Federal agents in Front Royal, Va., have trained more than 400 Labrador retrievers to sniff out the chemical compounds used in 19,000 separate explosives formulas.
A D.C. police officer finishes inspecting a truck near the IMF building in Northwest Washington. Last week's orange alert bulletin noted that "there is no standard type of vehicle associated with" a car bomb and urged special attention to limousines as well, which often get close access to buildings. (Sarah L. Voisin -- The Washington Post)
Law enforcement officers have left thousands of calling cards across the country -- from a farmer's co-op store in McPherson, Kan., to a chemical company in West Haven, Conn. -- asking sales managers to report unusual interest in fertilizer or other components of homemade bombs.
The United States has spent more than $1 billion on these and other efforts to stop a single threat: the explosion of a car or truck bomb at a government installation or other structure.

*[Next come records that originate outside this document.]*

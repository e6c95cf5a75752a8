use eframe::egui::Color32;
use palette::{LinSrgb, Mix, Srgb};

// ---------------------------------------------------------------------------
// Chart palettes
// ---------------------------------------------------------------------------

/// Died / Survived colours of the gender plot.
pub const DIED_RED: Color32 = Color32::from_rgb(0xe7, 0x4c, 0x3c);
pub const SURVIVED_GREEN: Color32 = Color32::from_rgb(0x2e, 0xcc, 0x71);

/// Anchor colours of the viridis colour map, evenly spaced from 0 to 1.
const VIRIDIS_ANCHORS: [(u8, u8, u8); 5] = [
    (0x44, 0x01, 0x54),
    (0x3b, 0x52, 0x8b),
    (0x21, 0x91, 0x8c),
    (0x5e, 0xc9, 0x62),
    (0xfd, 0xe7, 0x25),
];

/// Which palette a chart uses for its hue levels.
#[derive(Debug, Clone, Copy, PartialEq, Eq)]
pub enum HuePalette {
    /// Fixed red (died) / green (survived).
    DiedSurvived,
    /// `n` samples of viridis.
    Viridis,
}

impl HuePalette {
    /// Colour of the hue level `index` out of `n` levels.
    pub fn color(self, index: usize, n: usize) -> Color32 {
        match self {
            HuePalette::DiedSurvived => {
                if index == 0 {
                    DIED_RED
                } else {
                    SURVIVED_GREEN
                }
            }
            HuePalette::Viridis => viridis(n).get(index).copied().unwrap_or(Color32::GRAY),
        }
    }
}

/// Colour for a `survived` level when both levels share one chart.
pub fn status_color(survived: bool) -> Color32 {
    if survived {
        SURVIVED_GREEN
    } else {
        DIED_RED
    }
}

/// `n` colours sampled from viridis, interpolated in linear RGB.
///
/// Samples sit at `linspace(0, 1, n + 2)[1..=n]`, skipping both ends of the
/// map like seaborn's discrete palette.
pub fn viridis(n: usize) -> Vec<Color32> {
    if n == 0 {
        return Vec::new();
    }
    (0..n)
        .map(|i| {
            let t = (i + 1) as f32 / (n + 1) as f32;
            sample_viridis(t)
        })
        .collect()
}

fn sample_viridis(t: f32) -> Color32 {
    let segments = (VIRIDIS_ANCHORS.len() - 1) as f32;
    let pos = t.clamp(0.0, 1.0) * segments;
    let lo = (pos.floor() as usize).min(VIRIDIS_ANCHORS.len() - 2);
    let frac = pos - lo as f32;

    let anchor = |(r, g, b): (u8, u8, u8)| -> LinSrgb {
        Srgb::new(r, g, b).into_format::<f32>().into_linear()
    };
    let mixed = anchor(VIRIDIS_ANCHORS[lo]).mix(anchor(VIRIDIS_ANCHORS[lo + 1]), frac);
    let rgb: Srgb = Srgb::from_linear(mixed);
    Color32::from_rgb(
        (rgb.red * 255.0).round() as u8,
        (rgb.green * 255.0).round() as u8,
        (rgb.blue * 255.0).round() as u8,
    )
}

But 11 years after Muslim extremists used an explosives-laden van to attack the World Trade Center and nearly three years after the Sept. 11, 2001, terrorist attacks, even senior federal agents acknowledge that the country has virtually no defense against a terrorist barreling down the street with a truck bomb.
"If a person doesn't care about dying, they can pull right up to a building, push a button and the building would go," said Michael E. Bouchard, assistant director of the Bureau of Alcohol, Tobacco, Firearms and Explosives. "That's why we have checkpoints and try to keep large vehicles away from buildings..."
The rest of the story: http://www.washingtonpost.com/ac2/wp-dyn/A48677-2004Aug7?language=printer
Yet GA Plate # TL854H8 is mentioned.....:o)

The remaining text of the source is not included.